* _WHAT YOU WILL DO_: Set out exactly, line by line, the stretch of data below that begins at the line containing "state.update(data);" and ends at the line containing "handle as the", with both ends kept.

[Dataset entries]
* * * * * * * * *

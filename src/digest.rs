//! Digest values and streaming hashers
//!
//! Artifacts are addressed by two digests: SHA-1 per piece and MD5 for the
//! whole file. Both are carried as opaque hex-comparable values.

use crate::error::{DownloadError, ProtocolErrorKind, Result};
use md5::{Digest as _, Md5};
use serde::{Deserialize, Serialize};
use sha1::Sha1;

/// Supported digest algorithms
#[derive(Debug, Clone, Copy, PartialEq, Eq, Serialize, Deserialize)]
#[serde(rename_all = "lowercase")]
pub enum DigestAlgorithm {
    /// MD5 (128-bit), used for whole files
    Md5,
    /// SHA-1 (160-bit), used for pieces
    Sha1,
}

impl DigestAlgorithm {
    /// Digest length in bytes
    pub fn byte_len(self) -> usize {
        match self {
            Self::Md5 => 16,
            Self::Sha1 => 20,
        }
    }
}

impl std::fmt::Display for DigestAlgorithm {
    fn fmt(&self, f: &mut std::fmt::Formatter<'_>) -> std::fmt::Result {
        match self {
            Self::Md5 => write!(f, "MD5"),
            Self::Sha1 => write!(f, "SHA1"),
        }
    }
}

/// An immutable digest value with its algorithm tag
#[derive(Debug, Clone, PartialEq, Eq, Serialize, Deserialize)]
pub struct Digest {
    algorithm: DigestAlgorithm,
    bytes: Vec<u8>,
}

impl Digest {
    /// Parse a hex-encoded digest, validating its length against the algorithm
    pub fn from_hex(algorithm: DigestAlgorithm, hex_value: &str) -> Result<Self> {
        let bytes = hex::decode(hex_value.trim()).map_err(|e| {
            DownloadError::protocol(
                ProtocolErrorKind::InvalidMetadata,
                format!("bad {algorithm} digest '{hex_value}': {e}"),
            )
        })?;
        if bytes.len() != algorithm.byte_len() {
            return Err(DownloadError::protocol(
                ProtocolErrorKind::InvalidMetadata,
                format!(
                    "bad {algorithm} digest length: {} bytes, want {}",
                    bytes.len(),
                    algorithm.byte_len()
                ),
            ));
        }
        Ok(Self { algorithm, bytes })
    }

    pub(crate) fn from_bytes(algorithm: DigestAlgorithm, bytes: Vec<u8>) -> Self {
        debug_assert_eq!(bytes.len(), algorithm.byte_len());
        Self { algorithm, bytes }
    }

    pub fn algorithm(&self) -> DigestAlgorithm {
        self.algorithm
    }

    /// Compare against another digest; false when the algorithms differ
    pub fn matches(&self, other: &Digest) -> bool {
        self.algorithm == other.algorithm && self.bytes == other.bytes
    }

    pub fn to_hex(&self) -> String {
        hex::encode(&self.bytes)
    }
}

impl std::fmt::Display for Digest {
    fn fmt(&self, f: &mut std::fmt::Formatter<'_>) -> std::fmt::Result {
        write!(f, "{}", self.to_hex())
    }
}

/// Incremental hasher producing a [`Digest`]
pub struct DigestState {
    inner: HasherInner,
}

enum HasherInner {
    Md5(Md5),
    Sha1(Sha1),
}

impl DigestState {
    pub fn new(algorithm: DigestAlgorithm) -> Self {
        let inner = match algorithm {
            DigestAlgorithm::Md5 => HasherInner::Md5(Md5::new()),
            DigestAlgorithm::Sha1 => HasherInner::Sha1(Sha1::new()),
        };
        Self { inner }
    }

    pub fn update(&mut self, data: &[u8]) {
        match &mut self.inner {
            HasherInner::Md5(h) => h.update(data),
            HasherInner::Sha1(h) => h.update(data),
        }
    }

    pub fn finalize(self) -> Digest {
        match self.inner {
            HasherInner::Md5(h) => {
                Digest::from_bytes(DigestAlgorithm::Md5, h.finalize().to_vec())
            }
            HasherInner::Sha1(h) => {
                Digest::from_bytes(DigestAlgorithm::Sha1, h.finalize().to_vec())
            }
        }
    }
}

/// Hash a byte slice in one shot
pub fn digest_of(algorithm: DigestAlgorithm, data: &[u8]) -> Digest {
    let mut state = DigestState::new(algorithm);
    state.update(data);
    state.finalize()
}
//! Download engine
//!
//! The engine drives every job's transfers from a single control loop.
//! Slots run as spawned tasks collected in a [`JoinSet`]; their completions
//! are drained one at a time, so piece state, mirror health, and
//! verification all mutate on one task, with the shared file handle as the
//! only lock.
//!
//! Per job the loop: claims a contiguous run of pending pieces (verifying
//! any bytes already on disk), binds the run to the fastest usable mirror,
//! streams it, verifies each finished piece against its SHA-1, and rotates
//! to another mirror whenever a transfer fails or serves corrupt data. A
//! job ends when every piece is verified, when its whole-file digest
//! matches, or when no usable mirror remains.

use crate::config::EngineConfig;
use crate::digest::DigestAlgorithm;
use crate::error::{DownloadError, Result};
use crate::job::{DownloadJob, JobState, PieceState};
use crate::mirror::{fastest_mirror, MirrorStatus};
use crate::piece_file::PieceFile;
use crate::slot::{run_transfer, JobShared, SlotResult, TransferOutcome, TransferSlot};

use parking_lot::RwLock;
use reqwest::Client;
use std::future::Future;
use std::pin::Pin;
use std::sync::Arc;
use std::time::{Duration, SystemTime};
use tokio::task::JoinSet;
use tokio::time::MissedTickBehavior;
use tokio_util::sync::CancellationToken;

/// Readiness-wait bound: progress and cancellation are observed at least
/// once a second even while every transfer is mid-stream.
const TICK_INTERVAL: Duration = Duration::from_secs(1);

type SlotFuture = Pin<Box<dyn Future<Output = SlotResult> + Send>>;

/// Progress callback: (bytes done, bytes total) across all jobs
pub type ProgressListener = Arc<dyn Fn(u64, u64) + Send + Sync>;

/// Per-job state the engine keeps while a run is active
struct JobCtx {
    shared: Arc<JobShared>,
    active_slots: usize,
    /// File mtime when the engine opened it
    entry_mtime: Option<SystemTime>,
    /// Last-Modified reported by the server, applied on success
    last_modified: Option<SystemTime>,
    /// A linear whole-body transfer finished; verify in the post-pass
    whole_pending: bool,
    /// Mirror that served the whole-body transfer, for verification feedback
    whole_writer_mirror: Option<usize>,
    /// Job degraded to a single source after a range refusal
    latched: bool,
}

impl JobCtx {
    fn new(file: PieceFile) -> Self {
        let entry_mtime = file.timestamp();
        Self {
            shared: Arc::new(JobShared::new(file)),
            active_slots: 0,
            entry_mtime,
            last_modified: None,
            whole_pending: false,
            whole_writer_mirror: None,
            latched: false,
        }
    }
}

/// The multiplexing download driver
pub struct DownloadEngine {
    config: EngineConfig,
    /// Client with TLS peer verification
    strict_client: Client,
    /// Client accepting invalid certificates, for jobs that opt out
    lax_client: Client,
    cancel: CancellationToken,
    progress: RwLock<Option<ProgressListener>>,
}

* * * * * * * * *

* _ANSWER SECTION_:
    state.update(data);
    state.finalize()
}
//! Download engine
//!
//! The engine drives every job's transfers from a single control loop.
//! Slots run as spawned tasks collected in a [`JoinSet`]; their completions
//! are drained one at a time, so piece state, mirror health, and
//! verification all mutate on one task, with the shared file handle as the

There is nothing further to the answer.